The year 1677 in science and technology involved some significant events.

Astronomy
 Publication of the first English star atlas, John Seller's Atlas Coelestis.

Mathematics
 Publication of Cocker's Arithmetick: Being a Plain and Familiar Method Suitable to the Meanest Capacity for the Full Understanding of That Incomparable Art, As It Is Now Taught by the Ablest School-Masters in City and Country, attributed to Edward Cocker (died 1676).
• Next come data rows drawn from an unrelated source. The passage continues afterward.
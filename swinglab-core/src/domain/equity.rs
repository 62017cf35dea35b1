//! Equity curve points and the per-transition audit trail.

use super::position::PositionSide;
use chrono::{DateTime, Utc};
use serde::{Deserialize, Serialize};

/// One point per processed bar.
///
/// `balance` is realized only; `equity` adds the unrealized P&L of the open
/// position, so `equity == balance` whenever the state is flat.
#[derive(Debug, Clone, PartialEq, Serialize, Deserialize)]
pub struct EquityPoint {
    pub timestamp: DateTime<Utc>,
    pub balance: f64,
    pub equity: f64,
    pub state: PositionSide,
}

/// What happened at a state transition.
#[derive(Debug, Clone, Copy, PartialEq, Eq, Serialize, Deserialize)]
pub enum AuditEvent {
    Entered,
    Exited,
    /// Entry signal dropped by the arithmetic guard (zero stop distance).
    EntrySkipped,
    /// Balance depleted; the simulation stopped at this bar.
    Halted,
}

/// Audit record emitted at every state transition, sufficient to replay the
/// position machine's history for debugging.
#[derive(Debug, Clone, PartialEq, Serialize, Deserialize)]
pub struct AuditEntry {
    pub timestamp: DateTime<Utc>,
    pub event: AuditEvent,
    pub price: f64,
    pub balance: f64,
    pub equity: f64,
    pub state: PositionSide,
}
//! Indicator provider: pure functions over bar/close slices.
//!
//! Every function returns a series aligned 1:1 with its input, NaN-padded
//! during warmup. Callers that feed indicator output into sizing arithmetic
//! must resolve NaNs first (see [`fill::resolve_nans`]); the engine does
//! this once, before its bar loop.

pub mod atr;
pub mod ema;
pub mod fill;
pub mod rsi;

pub use atr::{atr, true_range, wilder_smooth};
pub use ema::ema;
pub use fill::resolve_nans;
pub use rsi::rsi;

#[cfg(test)]
pub(crate) const DEFAULT_EPSILON: f64 = 1e-9;

#[cfg(test)]
pub(crate) fn assert_approx(actual: f64, expected: f64, epsilon: f64) {
    assert!(
        (actual - expected).abs() < epsilon,
        "expected {expected}, got {actual}"
    );
}

#[cfg(test)]
pub(crate) fn make_bars(closes: &[f64]) -> Vec<crate::domain::Bar> {
    use chrono::{Duration, TimeZone, Utc};
    let base = Utc.with_ymd_and_hms(2024, 1, 2, 0, 0, 0).unwrap();
    closes
        .iter()
        .enumerate()
        .map(|(i, &close)| crate::domain::Bar {
            timestamp: base + Duration::hours(i as i64),
            open: close,
            high: close,
            low: close,
            close,
            volume: 1_000.0,
        })
        .collect()
}
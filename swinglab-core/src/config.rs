//! Typed strategy/risk configuration.
//!
//! One structure, defaults enumerated once in `Default`, validated before a
//! simulation may run. There is no dict-style access and no process-wide
//! config singleton; the engine takes this by value at construction.

use crate::calendar::SessionRules;
use serde::{Deserialize, Serialize};
use thiserror::Error;

/// Platform pip/lot convention.
///
/// Exactly two conventions are supported; anything else fails at
/// deserialization time, which is the ConfigError path for unknown
/// platforms; there is no silent approximation.
#[derive(Debug, Clone, Copy, PartialEq, Eq, Serialize, Deserialize)]
#[serde(rename_all = "lowercase")]
pub enum Platform {
    /// Crypto-style percentage-of-price quoting. Sizes are base-asset
    /// units; one price unit of movement is worth one account unit per
    /// unit of size.
    Binance,
    /// FX-style fixed-pip quoting (pip = 0.0001). Sizes are standard lots
    /// of 100 000 units.
    Metatrader,
}

/// Everything a single simulation run needs, besides the bar data.
#[derive(Debug, Clone, PartialEq, Serialize, Deserialize)]
pub struct StrategyConfig {
    // ── Signal generation ──
    pub rsi_period: usize,
    pub rsi_oversold: f64,
    pub rsi_overbought: f64,
    /// Bars the RSI must have held beyond the threshold before the cross
    /// that triggers an entry. 1 = plain threshold cross.
    pub confirmation_bars: usize,
    /// Higher-timeframe closes considered by the trend classifier.
    pub trend_lookback: usize,
    /// Mean consecutive-difference magnitude below which the trend is
    /// Neutral rather than Bullish/Bearish.
    pub trend_epsilon: f64,
    /// Entries require bar volume >= this threshold when set.
    pub volume_filter: Option<f64>,
    /// Week-close / reopen-block windows. Default is a 24/7 market.
    pub session: SessionRules,

    // ── Risk management ──
    /// Static risk fraction per trade (0.01 = 1% of balance).
    pub risk_pct: f64,
    /// Balance-proportional term: effective fraction grows by this much
    /// per multiple of the initial balance ("dynamic risk").
    pub risk_pct_dynamic: f64,
    /// Hard cap on the effective risk fraction.
    pub risk_pct_cap: f64,
    pub atr_period: usize,
    /// Stop distance = sl_multiplier × ATR.
    pub sl_multiplier: f64,
    /// Trailing-target distance = tp_multiplier × ATR.
    pub tp_multiplier: f64,
    /// Bars after a close during which no new entry may occur.
    pub cooldown_bars: usize,
    pub leverage: f64,
    /// Flat fee as a fraction of exit notional, deducted once, at close.
    pub fee_rate: f64,
    pub min_size: f64,
    pub max_size: f64,

    // ── Account ──
    pub initial_balance: f64,
    pub platform: Platform,
}

impl Default for StrategyConfig {
    fn default() -> Self {
        Self {
            rsi_period: 10,
            rsi_oversold: 35.0,
            rsi_overbought: 65.0,
            confirmation_bars: 1,
            trend_lookback: 5,
            trend_epsilon: 1e-6,
            volume_filter: None,
            session: SessionRules::default(),
            risk_pct: 0.01,
            risk_pct_dynamic: 0.0,
            risk_pct_cap: 0.05,
            atr_period: 14,
            sl_multiplier: 1.5,
            tp_multiplier: 3.0,
            cooldown_bars: 2,
            leverage: 1.0,
            fee_rate: 0.0,
            min_size: 0.0,
            max_size: f64::INFINITY,
            initial_balance: 100_000.0,
            platform: Platform::Binance,
        }
    }
}

/// Configuration rejected before the simulation starts.
#[derive(Debug, Error, PartialEq)]
pub enum ConfigError {
    #[error("{param} must be positive, got {value}")]
    NonPositive { param: &'static str, value: f64 },

    #[error("{param} must be at least {min}, got {value}")]
    TooSmall {
        param: &'static str,
        min: usize,
        value: usize,
    },

    #[error("rsi_oversold ({oversold}) must be below rsi_overbought ({overbought})")]
    ThresholdOrder { oversold: f64, overbought: f64 },

    #[error("RSI thresholds must lie in (0, 100): oversold {oversold}, overbought {overbought}")]
    ThresholdRange { oversold: f64, overbought: f64 },

    #[error("risk_pct {0} must lie in (0, 1]")]
    RiskFraction(f64),

    #[error("risk_pct_cap ({cap}) must be >= risk_pct ({risk_pct})")]
    RiskCapBelowBase { cap: f64, risk_pct: f64 },

    #[error("min_size ({min}) must not exceed max_size ({max})")]
    SizeBounds { min: f64, max: f64 },

    #[error("{param} must not be negative, got {value}")]
    Negative { param: &'static str, value: f64 },
}

impl StrategyConfig {
    /// Fail-fast validation. Called by the engine constructor.
    pub fn validate(&self) -> Result<(), ConfigError> {
        if self.rsi_period < 2 {
            return Err(ConfigError::TooSmall {
                param: "rsi_period",
                min: 2,
                value: self.rsi_period,
            });
        }
        if self.atr_period < 1 {
            return Err(ConfigError::TooSmall {
                param: "atr_period",
                min: 1,
                value: self.atr_period,
            });
        }
        if self.confirmation_bars < 1 {
            return Err(ConfigError::TooSmall {
                param: "confirmation_bars",
                min: 1,
                value: self.confirmation_bars,
            });
        }
        if self.trend_lookback < 2 {
            return Err(ConfigError::TooSmall {
                param: "trend_lookback",
                min: 2,
                value: self.trend_lookback,
            });
        }
        if !(self.rsi_oversold > 0.0 && self.rsi_overbought < 100.0) {
            return Err(ConfigError::ThresholdRange {
                oversold: self.rsi_oversold,
                overbought: self.rsi_overbought,
            });
        }
        if self.rsi_oversold >= self.rsi_overbought {
            return Err(ConfigError::ThresholdOrder {
                oversold: self.rsi_oversold,
                overbought: self.rsi_overbought,
            });
        }
        if !(self.risk_pct > 0.0 && self.risk_pct <= 1.0) {
            return Err(ConfigError::RiskFraction(self.risk_pct));
        }
        if self.risk_pct_cap < self.risk_pct {
            return Err(ConfigError::RiskCapBelowBase {
                cap: self.risk_pct_cap,
                risk_pct: self.risk_pct,
            });
        }
        for (param, value) in [
            ("sl_multiplier", self.sl_multiplier),
            ("tp_multiplier", self.tp_multiplier),
            ("leverage", self.leverage),
            ("initial_balance", self.initial_balance),
            ("trend_epsilon", self.trend_epsilon),
        ] {
            if !(value > 0.0) {
                return Err(ConfigError::NonPositive { param, value });
            }
        }
        for (param, value) in [
            ("fee_rate", self.fee_rate),
            ("risk_pct_dynamic", self.risk_pct_dynamic),
            ("min_size", self.min_size),
        ] {
            if value < 0.0 {
                return Err(ConfigError::Negative { param, value });
            }
        }
        if self.min_size > self.max_size {
            return Err(ConfigError::SizeBounds {
                min: self.min_size,
                max: self.max_size,
            });
        }
        Ok(())
    }

    /// Effective risk fraction at the current balance: the static term plus
    /// a term proportional to how the balance compares to the starting
    /// balance, capped at `risk_pct_cap`.
    pub fn risk_fraction(&self, balance: f64) -> f64 {
        let dynamic = self.risk_pct_dynamic * (balance / self.initial_balance);
        (self.risk_pct + dynamic).min(self.risk_pct_cap)
    }
}

#[cfg(test)]
mod tests {
    use super::*;

    #[test]
    fn default_config_is_valid() {
        assert_eq!(StrategyConfig::default().validate(), Ok(()));
    }

    #[test]
    fn rejects_inverted_thresholds() {
        let cfg = StrategyConfig {
            rsi_oversold: 70.0,
            rsi_overbought: 30.0,
            ..Default::default()
        };
        assert!(matches!(
            cfg.validate(),
            Err(ConfigError::ThresholdOrder { .. })
        ));
    }

    #[test]
    fn rejects_zero_sl_multiplier() {
        let cfg = StrategyConfig {
            sl_multiplier: 0.0,
            ..Default::default()
        };
        assert!(matches!(
            cfg.validate(),
            Err(ConfigError::NonPositive {
                param: "sl_multiplier",
                ..
            })
        ));
    }

    #[test]
    fn rejects_risk_fraction_above_one() {
        let cfg = StrategyConfig {
            risk_pct: 1.5,
            ..Default::default()
        };
        assert_eq!(cfg.validate(), Err(ConfigError::RiskFraction(1.5)));
    }

    #[test]
    fn unknown_platform_string_is_rejected() {
        let err = serde_json::from_str::<Platform>("\"kraken\"");
        assert!(err.is_err());
        let ok: Platform = serde_json::from_str("\"metatrader\"").unwrap();
        assert_eq!(ok, Platform::Metatrader);
    }

    #[test]
    fn dynamic_risk_grows_with_balance_and_caps() {
        let cfg = StrategyConfig {
            risk_pct: 0.01,
            risk_pct_dynamic: 0.01,
            risk_pct_cap: 0.025,
            ..Default::default()
        };
        assert!((cfg.risk_fraction(100_000.0) - 0.02).abs() < 1e-12);
        // Tripled balance would give 0.04; the cap holds it at 0.025.
        assert!((cfg.risk_fraction(300_000.0) - 0.025).abs() < 1e-12);
    }
}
It will remain a standard grammar school textbook in England for more than 150 years.

Medicine
 January 21 – A pamphlet on smallpox published in Boston becomes the first medical publication in the British colonies in North America.

Microbiology
 Antonie van Leeuwenhoek discovers the spermatozoon.

Paleontology
 Robert Plot publishes The Natural History of Oxford-shire, Being an Essay Toward the Natural History of England, in which he describes the fossilised femur of a human giant, now known to be from the dinosaur Megalosaurus.

Births
 February 8 – Jacques Cassini, French astronomer (died 1756)
 September 17 – Stephen Hales, English physiologist and clergyman (died 1761)
 September 27 – Johann Gabriel Doppelmayr, German mathematician, astronomer and cartographer (died 1750)

Deaths
 May 4 – Isaac Barrow, English mathematician (born 1630)
 May 23 (bur.) – John Kersey, English mathematician (born 1677)
 October 11 – Sir Cornelius Vermuyden, Dutch-born drainage engineer (born 1595).
 October 14 – Francis Glisson, English physician (born 1599?)